逆説的だが、"代謝的に健康な肥満"の急性心不全患者は生存率が良好である [2018-12-11]
Paradoxically, acute heart failure patients with "metabolically healthy obesity" have better survival

"代謝的に健康な肥満"の急性心不全患者は、"代謝的に不健康な肥満"または代謝の状態に関係なく正常体重の患者に比べ生存率が良好である、とのスタディ結果がEuroEcho-Imaging 2018 で発表された。"代謝的に健康な肥満"というのは、肥満であるが高血圧、高コレステロール、および耐糖能異常のような代謝リスクファクターを有さない人々が該当する。代謝的に健康な肥満患者は、代謝的に不健康な肥満患者に比べ生存率が有意に良好であった(それぞれ79.4% および66.5%)。また、代謝的な健康状態が良好(63.9%)および不良(55.5%)な患者に比べても、生存率は有意に良好であった。肥満患者は心構造および心機能の悪化も少なかった。

トラスツズマブにカルベジロールを併用する乳がん患者は心損傷が軽い [2018-12-11]
Breast cancer patients who take carvedilol together with trastuzumab have less cardiac damage

トラスツズマブにβ遮断薬カルベジロールを併用した患者は心損傷が軽かった、とのスタディ結果がEuroEcho-Imaging 2018 で発表された。このスタディには遠隔転移のないHER2 陽性乳がん患者71人が登録された。患者は、トラスツズマブにカルベジロール併用、または非併用群にランダムに割り付けられた。3か月後の左室収縮能および拡張能は、二次元スペックルトラッキング心エコーにより、カルベジロール併用群において非併用群に比べ良好に維持されていることが示された。筆者らは、遠隔転移のないHER2陽性乳がん患者に対し、予防的カルベジロール投与は適切な治療である可能性はあるが、大規模スタディが必要である、と示唆している。

閉塞性睡眠時無呼吸およびいびきは女性においては男性と異なり心機能に影響する [2018-12-04]
Obstructive sleep apnea and snoring affect cardiac function in women differently than in men

閉塞性睡眠時無呼吸(OSA)およびいびきは、男性よりも女性において早期の心機能障害に繋がる可能性がある、と2018 annual meeting of the Radiological Society of North America で発表された。OSA およびいびきを有する群は男女とも、左室心筋重量が増加していた。いびき群といびきのない群を比べると、女性の方が男性よりも左室心筋重量の差が大きかった。この自己申告によるいびきにおける心臓の変化は早期の障害を指し示しており、未診断のOSA の徴候である可能性がある。
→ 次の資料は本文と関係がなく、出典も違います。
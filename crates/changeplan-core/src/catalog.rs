//! Test category catalog: base priority, duration, and dependencies.
//!
//! The catalog is an explicit, immutable value passed into every stage that
//! needs it. Categories absent from the catalog resolve to [`UNKNOWN_ENTRY`].

use std::collections::{BTreeMap, BTreeSet};

use serde::{Deserialize, Serialize};

/// Entry used for categories the catalog does not know.
pub static UNKNOWN_ENTRY: CatalogEntry = CatalogEntry {
    priority: 50,
    duration_minutes: 5,
    dependencies: BTreeSet::new(),
};

/// Priority, duration, and prerequisites of one test category.
#[derive(Debug, Clone, PartialEq, Eq, Serialize, Deserialize)]
pub struct CatalogEntry {
    pub priority: u32,
    pub duration_minutes: u32,
    #[serde(default)]
    pub dependencies: BTreeSet<String>,
}

impl CatalogEntry {
    pub fn new(priority: u32, duration_minutes: u32, dependencies: &[&str]) -> Self {
        Self {
            priority,
            duration_minutes,
            dependencies: dependencies.iter().map(|d| d.to_string()).collect(),
        }
    }
}

/// Registry of [`CatalogEntry`] keyed by test category name.
#[derive(Debug, Clone, Default, PartialEq, Eq, Serialize, Deserialize)]
pub struct TestCatalog {
    entries: BTreeMap<String, CatalogEntry>,
}

impl TestCatalog {
    /// An empty catalog: every lookup yields [`UNKNOWN_ENTRY`].
    pub fn empty() -> Self {
        Self::default()
    }

    /// The built-in catalog.
    pub fn builtin() -> Self {
        [
            ("basic_validation", CatalogEntry::new(100, 2, &[])),
            (
                "terraform_validation",
                CatalogEntry::new(95, 5, &["basic_validation"]),
            ),
            (
                "sql_validation_tests",
                CatalogEntry::new(90, 5, &["basic_validation"]),
            ),
            ("rbac_tests", CatalogEntry::new(85, 8, &["terraform_validation"])),
            ("pipeline_tests", CatalogEntry::new(85, 10, &["basic_validation"])),
            (
                "flink_transformation_tests",
                CatalogEntry::new(80, 15, &["terraform_validation", "sql_validation_tests"]),
            ),
            ("security_validation", CatalogEntry::new(80, 10, &["rbac_tests"])),
            ("ci_cd_validation", CatalogEntry::new(75, 5, &["pipeline_tests"])),
            (
                "flink_compute_pool_tests",
                CatalogEntry::new(75, 10, &["terraform_validation"]),
            ),
            ("schema_tests", CatalogEntry::new(75, 6, &["terraform_validation"])),
            (
                "transformation_accuracy_tests",
                CatalogEntry::new(75, 20, &["flink_transformation_tests"]),
            ),
            ("connector_tests", CatalogEntry::new(70, 12, &["terraform_validation"])),
            (
                "streaming_tests",
                CatalogEntry::new(70, 15, &["flink_transformation_tests"]),
            ),
            (
                "data_validation_tests",
                CatalogEntry::new(70, 10, &["transformation_accuracy_tests"]),
            ),
            (
                "validation_query_tests",
                CatalogEntry::new(65, 10, &["sql_validation_tests"]),
            ),
            ("integration_tests", CatalogEntry::new(60, 25, &["ci_cd_validation"])),
            ("data_format_validation", CatalogEntry::new(60, 6, &["schema_tests"])),
            ("smt_tests", CatalogEntry::new(60, 8, &["connector_tests"])),
            (
                "resource_allocation_tests",
                CatalogEntry::new(55, 8, &["flink_compute_pool_tests"]),
            ),
            (
                "performance_validation_tests",
                CatalogEntry::new(40, 30, &["streaming_tests"]),
            ),
        ]
        .into_iter()
        .fold(Self::empty(), |catalog, (name, entry)| {
            catalog.with_entry(name, entry)
        })
    }

    /// Insert or replace an entry (builder pattern).
    pub fn with_entry(mut self, name: impl Into<String>, entry: CatalogEntry) -> Self {
        self.entries.insert(name.into(), entry);
        self
    }

    pub fn get(&self, name: &str) -> Option<&CatalogEntry> {
        self.entries.get(name)
    }

    pub fn contains(&self, name: &str) -> bool {
        self.entries.contains_key(name)
    }

    /// Entry for `name`, or [`UNKNOWN_ENTRY`].
    pub fn lookup(&self, name: &str) -> &CatalogEntry {
        self.entries.get(name).unwrap_or(&UNKNOWN_ENTRY)
    }

    pub fn priority(&self, name: &str) -> u32 {
        self.lookup(name).priority
    }

    pub fn duration_minutes(&self, name: &str) -> u32 {
        self.lookup(name).duration_minutes
    }

    pub fn dependencies(&self, name: &str) -> &BTreeSet<String> {
        &self.lookup(name).dependencies
    }

    pub fn iter(&self) -> impl Iterator<Item = (&String, &CatalogEntry)> {
        self.entries.iter()
    }

    pub fn len(&self) -> usize {
        self.entries.len()
    }

    pub fn is_empty(&self) -> bool {
        self.entries.is_empty()
    }
}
三角筋のエコー輝度は糖尿病または前糖尿病を示唆する可能性がある [2018-12-04]
Echogenicity of the deltoid muscle on ultrasound may indicate diabetes or pre-diabetes

超音波画像上で三角筋が異常に明るくみえることは糖尿病の警告サインである可能性がある、と2018 annual meeting of the Radiological Society of North America で発表された。肩の超音波画像を用いることにより、放射線科医は89% の患者の糖尿病の有無を正確に同定することができた。高輝度の三角筋はまた、前糖尿病の強力な予測因子でもあった。この理由は完全には解明されていないが、糖尿病および前糖尿病状態の人々におけるこの所見は、これらの人々において知られているインスリン作用異常による筋肉内のグリコーゲン合成の問題と関連している、と筆者らは示唆している。